About the Project
This research project started in September 2015 and is supposed to run until August 2020. It is hosted by the Tilburg Center for Logic, Ethics and Philosophy of Science (TiLPS) at Tilburg University and funded with a Starting Investigator Grant of the European Research Council (1,500,000 €). For particle physicists and other scientists who need heavy equipment, this sum may look like peanuts. But it is a fair amount of money if your aim is to study scientific inferences and to make them more objective. This is what we try to do in this project. Welcome!
Who We Are
We are a group of four people: Jan Sprenger (second from left), the Principal Investigator, Felipe Romero (right), postdoctoral researcher, and two PhD students: Michal Sikorski (left) and Noah van Dongen (second from right). Check out the team page if you want to know more! Below, we give a short overview of the project (click here for more detailed information).

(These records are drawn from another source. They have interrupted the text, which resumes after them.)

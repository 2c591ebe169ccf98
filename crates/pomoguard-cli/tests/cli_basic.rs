//! Basic CLI E2E tests.
//!
//! Each test runs the built binary against its own data directory.

use std::io::{Read, Write};
use std::path::Path;
use std::process::{Command, Stdio};

use serde_json::{json, Value};

/// Run a CLI command and return (exit code, stdout, stderr).
fn run_cli(home: &Path, args: &[&str]) -> (i32, String, String) {
    let output = Command::new(env!("CARGO_BIN_EXE_pomoguard"))
        .env("POMOGUARD_HOME", home)
        .env_remove("RUST_LOG")
        .arg("--no-notify")
        .args(args)
        .output()
        .expect("Failed to execute CLI command");

    let stdout = String::from_utf8_lossy(&output.stdout).to_string();
    let stderr = String::from_utf8_lossy(&output.stderr).to_string();
    let code = output.status.code().unwrap_or(-1);

    (code, stdout, stderr)
}

fn run_json(home: &Path, args: &[&str]) -> Value {
    let (code, stdout, stderr) = run_cli(home, args);
    assert_eq!(code, 0, "{args:?} failed: {stderr}");
    serde_json::from_str(&stdout).unwrap_or_else(|e| panic!("{args:?} printed {stdout:?}: {e}"))
}

#[test]
fn test_status_starts_idle() {
    let home = tempfile::tempdir().unwrap();
    let view = run_json(home.path(), &["timer", "status"]);
    assert_eq!(view["phase"], "idle");
    assert_eq!(view["running"], false);
    assert_eq!(view["remainingMs"], 0);
}

#[test]
fn test_timer_lifecycle() {
    let home = tempfile::tempdir().unwrap();

    let started = run_json(home.path(), &["timer", "start"]);
    assert_eq!(started["type"], "PhaseStarted");
    assert_eq!(started["phase"], "focus");

    let view = run_json(home.path(), &["timer", "status"]);
    assert_eq!(view["phase"], "focus");
    assert_eq!(view["running"], true);
    assert_eq!(view["totalMs"], 1_500_000);

    let paused = run_json(home.path(), &["timer", "pause"]);
    assert_eq!(paused["type"], "TimerPaused");
    let view = run_json(home.path(), &["timer", "status"]);
    assert_eq!(view["paused"], true);

    // A second pause is a no-op, not an error.
    let (code, stdout, _) = run_cli(home.path(), &["timer", "pause"]);
    assert_eq!(code, 0);
    assert!(stdout.is_empty());

    let resumed = run_json(home.path(), &["timer", "resume"]);
    assert_eq!(resumed["type"], "TimerResumed");

    let stopped = run_json(home.path(), &["timer", "stop"]);
    assert_eq!(stopped["type"], "TimerStopped");
    let view = run_json(home.path(), &["timer", "status"]);
    assert_eq!(view["phase"], "idle");
}

#[test]
fn test_skip_moves_to_break_and_records_history() {
    let home = tempfile::tempdir().unwrap();
    run_json(home.path(), &["timer", "start"]);

    let skipped = run_json(home.path(), &["timer", "skip"]);
    assert_eq!(skipped["type"], "PhaseSkipped");
    assert_eq!(skipped["next"], "short");

    let history = run_json(home.path(), &["history", "list", "--json"]);
    let entries = history.as_array().unwrap();
    assert_eq!(entries.len(), 1);
    assert_eq!(entries[0]["phase"], "focus");

    let current = run_json(home.path(), &["history", "list", "--current", "--json"]);
    assert_eq!(current.as_array().unwrap().len(), 1);

    let stats = run_json(home.path(), &["history", "stats", "--today"]);
    assert_eq!(stats["focusSessions"], 1);
    assert_eq!(stats["queues"], 1);
}

#[test]
fn test_start_specific_phase() {
    let home = tempfile::tempdir().unwrap();
    let started = run_json(home.path(), &["timer", "start", "--phase", "long"]);
    assert_eq!(started["phase"], "long");

    let (code, _, stderr) = run_cli(home.path(), &["timer", "start", "--phase", "lunch"]);
    assert_ne!(code, 0);
    assert!(stderr.contains("lunch"));
}

#[test]
fn test_timer_configure() {
    let home = tempfile::tempdir().unwrap();
    let applied = run_json(home.path(), &["timer", "configure", "strictMode", "true"]);
    assert_eq!(applied["type"], "ConfigApplied");
    assert_eq!(applied["strict_mode"], true);

    run_json(home.path(), &["timer", "configure", "focusMin", "50"]);
    run_json(home.path(), &["timer", "start"]);
    let view = run_json(home.path(), &["timer", "status"]);
    assert_eq!(view["totalMs"], 3_000_000);

    let (code, _, _) = run_cli(home.path(), &["timer", "configure", "longEvery", "1"]);
    assert_ne!(code, 0);
}

#[test]
fn test_config_get_set() {
    let home = tempfile::tempdir().unwrap();

    let (code, stdout, _) = run_cli(home.path(), &["config", "get", "enforcement.retry_attempts"]);
    assert_eq!(code, 0);
    assert_eq!(stdout.trim(), "3");

    let (code, stdout, _) = run_cli(home.path(), &["config", "set", "defaults.focusMin", "45"]);
    assert_eq!(code, 0);
    assert_eq!(stdout.trim(), "ok");

    // New defaults only seed a fresh state.
    let view = run_json(home.path(), &["timer", "start"]);
    assert_eq!(view["type"], "PhaseStarted");
    let view = run_json(home.path(), &["timer", "status"]);
    assert_eq!(view["totalMs"], 2_700_000);

    let list = run_json(home.path(), &["config", "list"]);
    assert_eq!(list["extension"]["break_path"], "tabs/break.html");
}

#[test]
fn test_config_unknown_key_fails() {
    let home = tempfile::tempdir().unwrap();
    let (code, _, stderr) = run_cli(home.path(), &["config", "get", "no.such.key"]);
    assert_ne!(code, 0);
    assert!(stderr.contains("unknown key"));

    let (code, _, _) = run_cli(home.path(), &["config", "set", "no.such.key", "1"]);
    assert_ne!(code, 0);
}

fn write_frame(stdin: &mut impl Write, value: &Value) {
    let body = serde_json::to_vec(value).unwrap();
    stdin.write_all(&(body.len() as u32).to_ne_bytes()).unwrap();
    stdin.write_all(&body).unwrap();
    stdin.flush().unwrap();
}

fn read_frame(stdout: &mut impl Read) -> Option<Value> {
    let mut len = [0u8; 4];
    stdout.read_exact(&mut len).ok()?;
    let mut body = vec![0u8; u32::from_ne_bytes(len) as usize];
    stdout.read_exact(&mut body).unwrap();
    Some(serde_json::from_slice(&body).unwrap())
}

/// Read frames until the response to `id`, answering browser calls with
/// `reply` on the way.
fn await_response(
    stdin: &mut impl Write,
    stdout: &mut impl Read,
    id: u64,
    mut reply: impl FnMut(&Value) -> Value,
) -> Value {
    loop {
        let frame = read_frame(stdout).expect("host closed stdout");
        match frame["type"].as_str() {
            Some("response") if frame["id"] == id => return frame["body"].clone(),
            Some("call") => {
                let value = reply(&frame["call"]);
                write_frame(
                    stdin,
                    &json!({"type": "result", "id": frame["id"], "ok": true, "value": value}),
                );
            }
            _ => {}
        }
    }
}

#[test]
fn test_native_host_round_trip() {
    let home = tempfile::tempdir().unwrap();
    let mut child = Command::new(env!("CARGO_BIN_EXE_pomoguard"))
        .env("POMOGUARD_HOME", home.path())
        .env_remove("RUST_LOG")
        .args(["--no-notify", "host"])
        .stdin(Stdio::piped())
        .stdout(Stdio::piped())
        .stderr(Stdio::null())
        .spawn()
        .expect("Failed to start host");
    let mut stdin = child.stdin.take().unwrap();
    let mut stdout = child.stdout.take().unwrap();

    // Initial state push.
    let first = read_frame(&mut stdout).unwrap();
    assert_eq!(first["type"], "state");
    assert_eq!(first["view"]["phase"], "idle");

    // Entering focus ends any strict break, which queries the open tabs.
    write_frame(
        &mut stdin,
        &json!({"type": "command", "id": 1, "command": {"type": "start"}}),
    );
    let mut methods = Vec::new();
    let body = await_response(&mut stdin, &mut stdout, 1, |call| {
        methods.push(call["method"].as_str().unwrap_or_default().to_string());
        json!([])
    });
    assert_eq!(body, json!({"ok": true}));
    assert_eq!(methods, vec!["queryTabs"]);

    write_frame(
        &mut stdin,
        &json!({"type": "command", "id": 2, "command": {"type": "status"}}),
    );
    let body = await_response(&mut stdin, &mut stdout, 2, |_| json!([]));
    assert_eq!(body["ok"], true);
    assert_eq!(body["view"]["phase"], "focus");

    write_frame(
        &mut stdin,
        &json!({"type": "command", "id": 3, "command": {"type": "resume"}}),
    );
    let body = await_response(&mut stdin, &mut stdout, 3, |_| json!([]));
    assert_eq!(body, json!({"ok": true}));

    write_frame(
        &mut stdin,
        &json!({"type": "command", "id": 4, "command": {"type": "config.update", "longEvery": 0}}),
    );
    let body = await_response(&mut stdin, &mut stdout, 4, |_| json!([]));
    assert_eq!(body["ok"], false);
    assert!(body["error"].is_string());

    drop(stdin);
    let status = child.wait().unwrap();
    assert!(status.success());
}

Balancing philosophical analysis with scientific modeling
Scientific method is often suspected to promote bias instead of truth. Replications of experiments often fail to produce the original results (look here for a particularly devastating case from psychology). Climate scientists are publicly criticized for their data processing. The framing of risk in medicine often leads to overestimation of treatment effects, and affects’ patients preferences for are particular drug. How does this all square with the idea that science is our best, and most objective source of knowledge?
The project responds to these worries by investigating three crucial aspects of scientific inference:
- statistical reasoning;
- causal reasoning;
- explanatory (=abductive) reasoning.
We argue that the source of bias in science can quite often be found at a foundational reasoning level. We combine a philosophical analysis of scientific objectivity with ameliorating and integrating statistical, causal and explanatory reasoning. To this end, we use formal mathematical models (e.g, we develop new measures of causal strength, and new statistical techniques), but also conceptual analysis, experiments about how scientists and laypersons reason under uncertainty, and computer simulations.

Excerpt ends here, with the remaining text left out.